Having not completed operational flying duties, his wings were provisional.
But he was determined to receive them and now the RAF has agreed to make an exception to its rules.
He will be joined by his family when he is presented with his wings at a ceremony next week.
'So full of pride'
He said: "I am so excited. I am just bubbling over. It has been 70 years of trying.
"I will be so full of pride and happiness I think I will probably burst.
"To have them on my chest will be the proudest thing to have happened to me."
Mr Taylor, from Jesmond, who turns 90 next month, said his life-long passion for flying was first sparked when he lived near Usworth Aerodrome, in Sunderland, and as a boy used to go to watch the planes.
In August 1940 he saw a Spitfire shoot down a German bomber over Barnard Castle, in County Durham, and it was then he decided what he wanted to do.
He was called up in 1943 and spent time in England before being shipped over to Canada to train. He qualified as a pilot in August 1945 as the war was ending and earned his wings on a provisional basis but never received them because he did not complete flying duties.
He came back to England where he did ground crew jobs for the RAF for two years before leaving in 1947 and going on to a varied career which included teaching deaf children for many years.
Passion for flying
But he was never prepared to accept that he never received his wings and set about his campaign to get them - which included writing to the Queen and the RAF.
"It was grossly unfair that I was qualified and there was no proof of it", he said.
In May 2014 he finally received the news he had been waiting for with a letter from Headquarters Air Command that they would break protocol and make an exception to the rules and award him his flying badge for successfully completing his flying training in 1945.
He said: "I just about burst into tears. I was so excited.

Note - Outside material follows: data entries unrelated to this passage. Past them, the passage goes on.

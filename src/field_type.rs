//! 逻辑类型、编码描述符与运行时值

use chrono::NaiveDateTime;
use serde::{Serialize, Serializer};

use crate::common::{format_timestamp, ModelConfig, ModelError, Result};

// ── 逻辑类型 ──────────────────────────────────────────────────────────────────

/// 列对外呈现的数据类型（catalog 中的类型码沿用表格模型的 DataType 编号）
#[derive(Debug, Clone, Copy, PartialEq, Eq, Hash)]
pub enum DataType {
    String,
    Int64,
    Double,
    DateTime,
    /// 定点小数 / 货币
    Decimal,
    Boolean,
    /// 字典中的值原样透出
    Variant,
}

impl DataType {
    pub fn from_code(code: u8) -> Option<Self> {
        match code {
            2  => Some(Self::String),
            6  => Some(Self::Int64),
            8  => Some(Self::Double),
            9  => Some(Self::DateTime),
            10 => Some(Self::Decimal),
            11 => Some(Self::Boolean),
            20 => Some(Self::Variant),
            _  => None,
        }
    }

    pub fn code(self) -> u8 {
        match self {
            Self::String   => 2,
            Self::Int64    => 6,
            Self::Double   => 8,
            Self::DateTime => 9,
            Self::Decimal  => 10,
            Self::Boolean  => 11,
            Self::Variant  => 20,
        }
    }

    pub fn name(self) -> &'static str {
        match self {
            Self::String   => "String",
            Self::Int64    => "Int64",
            Self::Double   => "Double",
            Self::DateTime => "DateTime",
            Self::Decimal  => "Decimal",
            Self::Boolean  => "Boolean",
            Self::Variant  => "Variant",
        }
    }
}

impl std::fmt::Display for DataType {
    fn fmt(&self, f: &mut std::fmt::Formatter<'_>) -> std::fmt::Result {
        f.write_str(self.name())
    }
}

impl Serialize for DataType {
    fn serialize<S: Serializer>(&self, s: S) -> std::result::Result<S::Ok, S::Error> {
        s.serialize_str(self.name())
    }
}

// ── 编码 ──────────────────────────────────────────────────────────────────────

/// 列的压缩方案；未识别的编码码值保留原值，到解码时才报错
#[derive(Debug, Clone, Copy, PartialEq, Eq, Hash)]
pub enum EncodingKind {
    /// 字典 + 定宽位压缩索引
    Dictionary,
    /// 无字典，定宽位压缩的直接值（相对段最小值）
    Direct,
    /// (值, 游程) 对
    RunLength,
    /// 代理键 → 哈希索引 → 字典
    Hash,
    Unsupported(u8),
}

impl EncodingKind {
    pub fn from_code(code: u8) -> Self {
        match code {
            1 => Self::Dictionary,
            2 => Self::Direct,
            3 => Self::RunLength,
            4 => Self::Hash,
            n => Self::Unsupported(n),
        }
    }

    pub fn code(self) -> u8 {
        match self {
            Self::Dictionary     => 1,
            Self::Direct         => 2,
            Self::RunLength      => 3,
            Self::Hash           => 4,
            Self::Unsupported(n) => n,
        }
    }
}

impl std::fmt::Display for EncodingKind {
    fn fmt(&self, f: &mut std::fmt::Formatter<'_>) -> std::fmt::Result {
        match self {
            Self::Dictionary     => write!(f, "Dictionary"),
            Self::Direct         => write!(f, "Direct"),
            Self::RunLength      => write!(f, "RunLength"),
            Self::Hash           => write!(f, "Hash"),
            Self::Unsupported(n) => write!(f, "Unsupported({n})"),
        }
    }
}

impl Serialize for EncodingKind {
    fn serialize<S: Serializer>(&self, s: S) -> std::result::Result<S::Ok, S::Error> {
        s.collect_str(self)
    }
}

/// 每列的编码描述符
#[derive(Debug, Clone, Copy, PartialEq, Eq)]
pub struct Encoding {
    pub kind:         EncodingKind,
    pub bit_width:    u8,
    /// 字典基数（distinct 值个数）
    pub cardinality:  u32,
    /// 定点小数的缩放因子（10 的幂）
    pub scale_factor: u32,
}

// ── 定点小数 ──────────────────────────────────────────────────────────────────

/// 值 = units / scale_factor
#[derive(Debug, Clone, Copy, PartialEq, Eq, Hash)]
pub struct FixedDecimal {
    pub units:        i64,
    pub scale_factor: u32,
}

impl FixedDecimal {
    pub fn new(units: i64, scale_factor: u32) -> Self { Self { units, scale_factor } }

    pub fn to_f64(self) -> f64 { self.units as f64 / self.scale_factor as f64 }

    /// 小数位数（scale_factor 已在解析时校验为 10 的幂）
    pub fn decimal_places(self) -> usize {
        self.scale_factor.checked_ilog10().unwrap_or(0) as usize
    }
}

impl std::fmt::Display for FixedDecimal {
    fn fmt(&self, f: &mut std::fmt::Formatter<'_>) -> std::fmt::Result {
        let places = self.decimal_places();
        if places == 0 {
            return write!(f, "{}", self.units);
        }
        let factor = self.scale_factor as u64;
        let abs    = self.units.unsigned_abs();
        let sign   = if self.units < 0 { "-" } else { "" };
        write!(f, "{sign}{}.{:0places$}", abs / factor, abs % factor)
    }
}

// ── 运行时值 ──────────────────────────────────────────────────────────────────

#[derive(Debug, Clone, PartialEq)]
pub enum Value {
    Null,
    Integer(i64),
    Real(f64),
    Decimal(FixedDecimal),
    Text(String),
    Boolean(bool),
    DateTime(NaiveDateTime),
}

impl Value {
    pub fn is_null(&self) -> bool { matches!(self, Self::Null) }

    pub fn as_i64(&self) -> Option<i64> {
        match self { Self::Integer(v) => Some(*v), _ => None }
    }
    pub fn as_f64(&self) -> Option<f64> {
        match self {
            Self::Integer(v) => Some(*v as f64),
            Self::Real(v)    => Some(*v),
            Self::Decimal(d) => Some(d.to_f64()),
            _ => None,
        }
    }
    pub fn as_str(&self) -> Option<&str> {
        match self { Self::Text(s) => Some(s), _ => None }
    }
    pub fn as_bool(&self) -> Option<bool> {
        match self { Self::Boolean(b) => Some(*b), _ => None }
    }
    pub fn as_datetime(&self) -> Option<NaiveDateTime> {
        match self { Self::DateTime(t) => Some(*t), _ => None }
    }

    /// 变体名，用于错误信息
    pub fn kind_name(&self) -> &'static str {
        match self {
            Self::Null       => "null",
            Self::Integer(_) => "integer",
            Self::Real(_)    => "real",
            Self::Decimal(_) => "decimal",
            Self::Text(_)    => "text",
            Self::Boolean(_) => "boolean",
            Self::DateTime(_)=> "date-time",
        }
    }

    /// 对已解析出的原始值（整数 / 实数 / 文本）应用列的逻辑类型转换
    pub fn into_logical(
        self,
        data_type: DataType,
        encoding:  &Encoding,
        config:    &ModelConfig,
        column:    &str,
    ) -> Result<Value> {
        let mismatch = |found: &Value| ModelError::TypeMismatch {
            column:    column.into(),
            data_type: data_type.to_string(),
            found:     found.kind_name().into(),
        };
        match (data_type, self) {
            (_, Self::Null) => Ok(Self::Null),

            (DataType::Int64,    v @ Self::Integer(_)) => Ok(v),
            (DataType::Double,   v @ Self::Real(_))    => Ok(v),
            (DataType::Double,   Self::Integer(v))     => Ok(Self::Real(v as f64)),
            (DataType::Decimal,  Self::Integer(v))     =>
                Ok(Self::Decimal(FixedDecimal::new(v, encoding.scale_factor))),
            (DataType::DateTime, Self::Integer(ticks)) => config.ticks_to_datetime(ticks)
                .map(Self::DateTime)
                .ok_or(ModelError::TimestampOutOfRange(ticks)),
            (DataType::Boolean,  Self::Integer(0))     => Ok(Self::Boolean(false)),
            (DataType::Boolean,  Self::Integer(1))     => Ok(Self::Boolean(true)),
            (DataType::String,   v @ Self::Text(_))    => Ok(v),
            (DataType::Variant,  v @ (Self::Integer(_) | Self::Real(_) | Self::Text(_))) => Ok(v),

            (_, other) => Err(mismatch(&other)),
        }
    }
}

impl std::fmt::Display for Value {
    fn fmt(&self, f: &mut std::fmt::Formatter<'_>) -> std::fmt::Result {
        match self {
            Self::Null        => write!(f, "NULL"),
            Self::Integer(v)  => write!(f, "{v}"),
            Self::Real(v)     => write!(f, "{v}"),
            Self::Decimal(d)  => write!(f, "{d}"),
            Self::Text(s)     => write!(f, "{s}"),
            Self::Boolean(b)  => write!(f, "{b}"),
            Self::DateTime(t) => write!(f, "{}", format_timestamp(t)),
        }
    }
}

/// 导出为 JSON 时的形态：时间为固定格式字符串，小数为数字，非有限实数为 null
impl Serialize for Value {
    fn serialize<S: Serializer>(&self, s: S) -> std::result::Result<S::Ok, S::Error> {
        match self {
            Self::Null        => s.serialize_none(),
            Self::Integer(v)  => s.serialize_i64(*v),
            Self::Real(v) if v.is_finite() => s.serialize_f64(*v),
            Self::Real(_)     => s.serialize_none(),
            Self::Decimal(d)  => s.serialize_f64(d.to_f64()),
            Self::Text(t)     => s.serialize_str(t),
            Self::Boolean(b)  => s.serialize_bool(*b),
            Self::DateTime(t) => s.serialize_str(&format_timestamp(t)),
        }
    }
}
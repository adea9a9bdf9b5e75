use crate::automaton::compile::compile;
use crate::automaton::determinize::determinize;
use crate::automaton::minimize::minimize;
use crate::automaton::{Automaton, TokenId};
use crate::error::BuildError;
use crate::lexer::{CompiledLexer, TokenKind};
use compact_str::CompactString;
use smallvec::SmallVec;

/// Progress events reported by [`LexerBuilder::build_with_observer`].
///
/// Purely informational — the hook exists so interactive tooling can show
/// construction progress; it has no effect on the result.
#[derive(Debug, Clone, Copy, PartialEq, Eq)]
pub enum BuildProgress {
    /// A pattern character was consumed while compiling rule `rule`.
    Pattern { rule: usize, position: usize },
    /// A deterministic state was taken off the construction queue;
    /// `states` is the number of states built so far.
    Subset { states: usize },
}

/// One registered token rule: the pattern and the kind its matches get.
pub struct LexRule<K: TokenKind> {
    pub kind: K,
    pub pattern: CompactString,
}

/// Collects token rules and compiles them into a [`CompiledLexer`].
///
/// Registration order is precedence order: when two rules accept the same
/// longest lexeme, the rule registered first wins the tie.
pub struct LexerBuilder<K: TokenKind> {
    rules: SmallVec<[LexRule<K>; 16]>,
}

impl<K: TokenKind> Default for LexerBuilder<K> {
    fn default() -> Self {
        Self::new()
    }
}

impl<K: TokenKind> LexerBuilder<K> {
    #[must_use]
    pub fn new() -> Self {
        Self {
            rules: SmallVec::new(),
        }
    }

    /// Registers a token rule.
    #[must_use]
    pub fn token(mut self, kind: K, pattern: &str) -> Self {
        self.rules.push(LexRule {
            kind,
            pattern: CompactString::new(pattern),
        });
        self
    }

    /// Compiles every rule into one shared automaton, determinizes it and
    /// minimizes the result. Intended to be called once at startup; the
    /// returned lexer is immutable and freely shareable across threads.
    ///
    /// # Errors
    ///
    /// Any malformed pattern fails the whole build — a partial grammar is
    /// never produced. [`BuildError::Internal`] reports a defect in the
    /// automaton algorithms themselves, not in the supplied patterns.
    pub fn build(self) -> Result<CompiledLexer<K>, BuildError> {
        self.build_with_observer(&mut |_| {})
    }

    /// Same as [`Self::build`], reporting [`BuildProgress`] events along
    /// the way.
    ///
    /// # Errors
    ///
    /// See [`Self::build`].
    pub fn build_with_observer(
        self,
        observer: &mut dyn FnMut(BuildProgress),
    ) -> Result<CompiledLexer<K>, BuildError> {
        let mut nfa = Automaton::new();
        let start = nfa.start();
        for (index, rule) in self.rules.iter().enumerate() {
            let id = TokenId(u32::try_from(index).unwrap_or(u32::MAX));
            compile(&mut nfa, start, &rule.pattern, id, &mut |position| {
                observer(BuildProgress::Pattern {
                    rule: index,
                    position,
                });
            })
            .map_err(|error| BuildError::MalformedPattern {
                pattern: rule.pattern.clone(),
                position: error.position,
                kind: error.kind,
            })?;
        }

        let dfa = determinize(&nfa, &mut |states| {
            observer(BuildProgress::Subset { states });
        });
        let minimized = minimize(&dfa)?;
        let kinds = self.rules.into_iter().map(|rule| rule.kind).collect();
        Ok(CompiledLexer::new(minimized, kinds))
    }
}
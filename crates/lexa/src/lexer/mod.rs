//! # Lexer Module
//!
//! The public lexing surface: rule registration, the compiled automaton
//! handle, and token streams.
//!
//! ## Overview
//!
//! A [`LexerBuilder`] collects `(kind, pattern)` rules and compiles them —
//! once, at startup — into a [`CompiledLexer`]: a minimized deterministic
//! automaton plus the table mapping rule ids back to kinds. The compiled
//! lexer is immutable; any number of scans may share it concurrently
//! without locking, and each scan allocates only call-local state.
//!
//! Matching is deterministic longest-match: at every position the longest
//! matching lexeme wins, and among rules matching the same longest lexeme
//! the rule registered first wins.
//!
//! ## Usage
//!
//! ```rust
//! use lexa::{LexerBuilder, TokenKind};
//!
//! #[derive(Debug, Clone, Copy, PartialEq, Eq, Hash)]
//! enum Kind {
//!     Word,
//!     Space,
//! }
//!
//! impl TokenKind for Kind {
//!     fn is_trivia(self) -> bool {
//!         matches!(self, Kind::Space)
//!     }
//! }
//!
//! let lexer = LexerBuilder::new()
//!     .token(Kind::Word, "(a|b|c)+")
//!     .token(Kind::Space, " +")
//!     .build()?;
//!
//! let tokens = lexer.tokenize("abc cab")?;
//! assert_eq!(tokens.len(), 2);
//! # Ok::<(), Box<dyn std::error::Error>>(())
//! ```

pub mod builder;
pub mod stream;
pub mod token;

pub use builder::{BuildProgress, LexRule, LexerBuilder};
pub use stream::Tokens;
pub use token::{Token, TokenKind};

use crate::automaton::{Automaton, TokenId};
use crate::error::LexerError;

/// An immutable tokenizer: the minimized deterministic automaton for a
/// whole token grammar, built exactly once by [`LexerBuilder::build`].
#[derive(Debug)]
pub struct CompiledLexer<K: TokenKind> {
    automaton: Automaton,
    kinds: Vec<K>,
}

impl<K: TokenKind> CompiledLexer<K> {
    pub(crate) fn new(automaton: Automaton, kinds: Vec<K>) -> Self {
        Self { automaton, kinds }
    }

    /// Longest match at the byte offset `start`, with registration order
    /// breaking ties. `None` when no rule matches there.
    #[must_use]
    pub fn scan<'s>(&self, source: &'s str, start: usize) -> Option<(K, &'s str)> {
        let matched = self.automaton.search(source, start)?;
        Some((
            self.kinds[matched.token.index()],
            &source[start..matched.end],
        ))
    }

    /// Lazy token sequence over `source`. Trivia kinds are dropped; see
    /// [`Tokens`].
    #[must_use]
    pub fn tokens<'s>(&'s self, source: &'s str) -> Tokens<'s, K> {
        Tokens::new(self, source)
    }

    /// Tokenizes the whole source eagerly.
    ///
    /// # Errors
    ///
    /// Returns the first [`LexerError`] if some position before the end of
    /// input matches no rule.
    pub fn tokenize(&self, source: &str) -> Result<Vec<Token<K>>, LexerError> {
        self.tokens(source).collect()
    }

    /// Number of states in the minimized automaton.
    #[must_use]
    pub fn state_count(&self) -> usize {
        self.automaton.len()
    }

    pub(crate) fn automaton(&self) -> &Automaton {
        &self.automaton
    }

    pub(crate) fn kind_of(&self, token: TokenId) -> K {
        self.kinds[token.index()]
    }
}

"Every day for the last 70 years I have said 'I wish I had my wings'."
Despite leaving the RAF in 1947, he never lost his love of flying. He flew a plane for the last time when he was 85 and has a flight simulator in his sitting room which he uses every day even though he now suffers from the eye disease macular degeneration.
He said: "When I found out I came on here and took off in Canada where I did my training and the 70 years just disappeared.
"Flying has always been my passion. It's difficult to describe. I just like to be near aircraft.
"It's the sound, the smell, the feeling of being in control. It's just heaven."